Please find the number of lines in the material below where the string "active" occurs, and give only that number.

▶ **Supplied data**
◆ ◆ ◆ ◆ ◆

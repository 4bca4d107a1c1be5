//! Listener registration and the per-event slot lists events are fired through.

use std::sync::{
    atomic::{AtomicBool, Ordering},
    Arc,
};

use bitflags::bitflags;
use parking_lot::RwLock;
use tinyvec::TinyVec;

use crate::runtime::{
    methods::Method,
    stack::Frame,
    threads::{ExceptionRef, ManagedThread},
};

bitflags! {
    #[derive(Clone, Copy, Debug, PartialEq, Eq)]
    pub struct InstrumentationEvent: u32 {
        const METHOD_ENTERED = 0x1;
        const METHOD_EXITED = 0x2;
        const METHOD_UNWIND = 0x4;
        const DEX_PC_MOVED = 0x8;
        const FIELD_READ = 0x10;
        const FIELD_WRITTEN = 0x20;
        const EXCEPTION_THROWN = 0x40;
        const BRANCH = 0x80;
        const WATCHED_FRAME_POP = 0x200;
        const EXCEPTION_HANDLED = 0x400;
    }
}

#[derive(Clone, Copy, Debug, PartialEq, Eq, Hash)]
pub struct ObjectRef(pub usize);

#[derive(Clone, Copy, Debug, PartialEq, Eq, Hash)]
pub struct FieldId(pub u32);

/// A return value or field value handed to listeners.
#[derive(Clone, Copy, Debug, PartialEq, Eq)]
pub enum Value {
    Void,
    Primitive(u64),
    Reference(Option<ObjectRef>),
}

/// Receiver of instrumentation events. Every callback defaults to doing
/// nothing so a listener only implements what it registered for.
#[allow(unused_variables)]
pub trait InstrumentationListener: Send + Sync {
    fn method_entered(&self, thread: &ManagedThread, method: &Method) {}

    /// `return_value` may be replaced by the listener.
    fn method_exited(&self, thread: &ManagedThread, method: &Method, return_value: &mut Value) {}

    fn method_unwind(&self, thread: &ManagedThread, method: &Method, dex_pc: u32) {}

    fn dex_pc_moved(
        &self,
        thread: &ManagedThread,
        this_object: Option<ObjectRef>,
        method: &Method,
        dex_pc: u32,
    ) {
    }

    fn field_read(
        &self,
        thread: &ManagedThread,
        this_object: Option<ObjectRef>,
        method: &Method,
        dex_pc: u32,
        field: FieldId,
    ) {
    }

    fn field_written(
        &self,
        thread: &ManagedThread,
        this_object: Option<ObjectRef>,
        method: &Method,
        dex_pc: u32,
        field: FieldId,
        value: Value,
    ) {
    }

    fn exception_thrown(&self, thread: &ManagedThread, exception: ExceptionRef) {}

    fn exception_handled(&self, thread: &ManagedThread, exception: ExceptionRef) {}

    fn branch(&self, thread: &ManagedThread, method: &Method, dex_pc: u32, offset: i32) {}

    fn watched_frame_pop(&self, thread: &ManagedThread, frame: &Frame) {}
}

pub type ListenerRef = Arc<dyn InstrumentationListener>;

fn same_listener(a: &ListenerRef, b: &ListenerRef) -> bool {
    std::ptr::eq(
        Arc::as_ptr(a) as *const (),
        Arc::as_ptr(b) as *const (),
    )
}

/// Listeners of a single event kind.
///
/// Removal only empties a slot and a new listener takes the first empty
/// slot, so a dispatch that snapshotted the list never sees it shift.
pub struct ListenerList {
    slots: RwLock<Vec<Option<ListenerRef>>>,
    has_listeners: AtomicBool,
}

impl ListenerList {
    pub fn new() -> Self {
        Self {
            slots: RwLock::new(Vec::new()),
            has_listeners: AtomicBool::new(false),
        }
    }

    pub fn has_listeners(&self) -> bool {
        self.has_listeners.load(Ordering::Acquire)
    }

    fn add(&self, listener: &ListenerRef) {
        let mut slots = self.slots.write();
        match slots.iter_mut().find(|slot| slot.is_none()) {
            Some(slot) => *slot = Some(listener.clone()),
            None => slots.push(Some(listener.clone())),
        }
        self.has_listeners.store(true, Ordering::Release);
    }

    /// Empty every slot holding `listener`, however often it was added.
    fn remove(&self, listener: &ListenerRef) {
        let mut slots = self.slots.write();
        for slot in slots.iter_mut() {
            if slot.as_ref().is_some_and(|l| same_listener(l, listener)) {
                *slot = None;
            }
        }
        let any = slots.iter().any(Option::is_some);
        self.has_listeners.store(any, Ordering::Release);
    }

    /// Number of slots, occupied or not.
    pub fn capacity(&self) -> usize {
        self.slots.read().len()
    }

    /// Call `f` for every registered listener. The list is copied first so
    /// listeners run without the list lock held.
    pub fn for_each(&self, mut f: impl FnMut(&dyn InstrumentationListener)) {
        let snapshot: TinyVec<[Option<ListenerRef>; 4]> = self.slots.read().iter().cloned().collect();
        for listener in snapshot.iter().flatten() {
            f(listener.as_ref());
        }
    }
}

impl Default for ListenerList {
    fn default() -> Self {
        Self::new()
    }
}

/// One [`ListenerList`] per event kind.
#[derive(Default)]
pub struct Listeners {
    pub method_entry: ListenerList,
    pub method_exit: ListenerList,
    pub method_unwind: ListenerList,
    pub dex_pc: ListenerList,
    pub field_read: ListenerList,
    pub field_write: ListenerList,
    pub exception_thrown: ListenerList,
    pub branch: ListenerList,
    pub watched_frame_pop: ListenerList,
    pub exception_handled: ListenerList,
}

impl Listeners {
    fn lists(&self) -> [(InstrumentationEvent, &ListenerList); 10] {
        [
            (InstrumentationEvent::METHOD_ENTERED, &self.method_entry),
            (InstrumentationEvent::METHOD_EXITED, &self.method_exit),
            (InstrumentationEvent::METHOD_UNWIND, &self.method_unwind),
            (InstrumentationEvent::DEX_PC_MOVED, &self.dex_pc),
            (InstrumentationEvent::FIELD_READ, &self.field_read),
            (InstrumentationEvent::FIELD_WRITTEN, &self.field_write),
            (InstrumentationEvent::EXCEPTION_THROWN, &self.exception_thrown),
            (InstrumentationEvent::BRANCH, &self.branch),
            (InstrumentationEvent::WATCHED_FRAME_POP, &self.watched_frame_pop),
            (InstrumentationEvent::EXCEPTION_HANDLED, &self.exception_handled),
        ]
    }

    pub fn add(&self, listener: &ListenerRef, events: InstrumentationEvent) {
        for (event, list) in self.lists() {
            if events.contains(event) {
                list.add(listener);
            }
        }
    }

    pub fn remove(&self, listener: &ListenerRef, events: InstrumentationEvent) {
        for (event, list) in self.lists() {
            if events.contains(event) {
                list.remove(listener);
            }
        }
    }

    /// Events that currently have at least one listener.
    pub fn active(&self) -> InstrumentationEvent {
        self.lists()
            .into_iter()
            .filter(|(_, list)| list.has_listeners())
            .fold(InstrumentationEvent::empty(), |acc, (event, _)| acc | event)
    }
}

#[cfg(test)]
mod tests {
    use super::*;

    struct Nop;
    impl InstrumentationListener for Nop {}

    #[test]
    fn slots_are_reused_not_shifted() {
        let listeners = Listeners::default();
        let a: ListenerRef = Arc::new(Nop);
        let b: ListenerRef = Arc::new(Nop);
        let c: ListenerRef = Arc::new(Nop);

        listeners.add(&a, InstrumentationEvent::METHOD_ENTERED);
        listeners.add(&b, InstrumentationEvent::METHOD_ENTERED | InstrumentationEvent::BRANCH);
        assert_eq!(listeners.method_entry.capacity(), 2);

        listeners.remove(&a, InstrumentationEvent::METHOD_ENTERED);
        assert!(listeners.method_entry.has_listeners());
        assert_eq!(listeners.method_entry.capacity(), 2);

        listeners.add(&c, InstrumentationEvent::METHOD_ENTERED);
        assert_eq!(listeners.method_entry.capacity(), 2);

        let mut seen = 0;
        listeners.method_entry.for_each(|_| seen += 1);
        assert_eq!(seen, 2);
        assert_eq!(
            listeners.active(),
            InstrumentationEvent::METHOD_ENTERED | InstrumentationEvent::BRANCH
        );
    }

    #[test]
    fn has_flag_follows_membership() {
        let listeners = Listeners::default();
        let a: ListenerRef = Arc::new(Nop);
        assert!(!listeners.dex_pc.has_listeners());
        listeners.add(&a, InstrumentationEvent::DEX_PC_MOVED);
        assert!(listeners.dex_pc.has_listeners());
        // Removing for an event it never registered for leaves it alone.
        listeners.remove(&a, InstrumentationEvent::FIELD_READ);
        assert!(listeners.dex_pc.has_listeners());
        listeners.remove(&a, InstrumentationEvent::DEX_PC_MOVED);
        assert!(!listeners.dex_pc.has_listeners());
        assert!(listeners.active().is_empty());
    }

    #[test]
    fn removal_clears_every_registration() {
        let listeners = Listeners::default();
        let a: ListenerRef = Arc::new(Nop);
        let b: ListenerRef = Arc::new(Nop);
        listeners.add(&a, InstrumentationEvent::METHOD_EXITED);
        listeners.add(&a, InstrumentationEvent::METHOD_EXITED);
        listeners.add(&b, InstrumentationEvent::METHOD_EXITED);
        assert_eq!(listeners.method_exit.capacity(), 3);

        listeners.remove(&a, InstrumentationEvent::METHOD_EXITED);
        let mut seen = 0;
        listeners.method_exit.for_each(|_| seen += 1);
        assert_eq!(seen, 1);

        listeners.remove(&b, InstrumentationEvent::METHOD_EXITED);
        assert!(!listeners.method_exit.has_listeners());
    }
}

◆ ◆ ◆ ◆ ◆

▶ **Task response**
3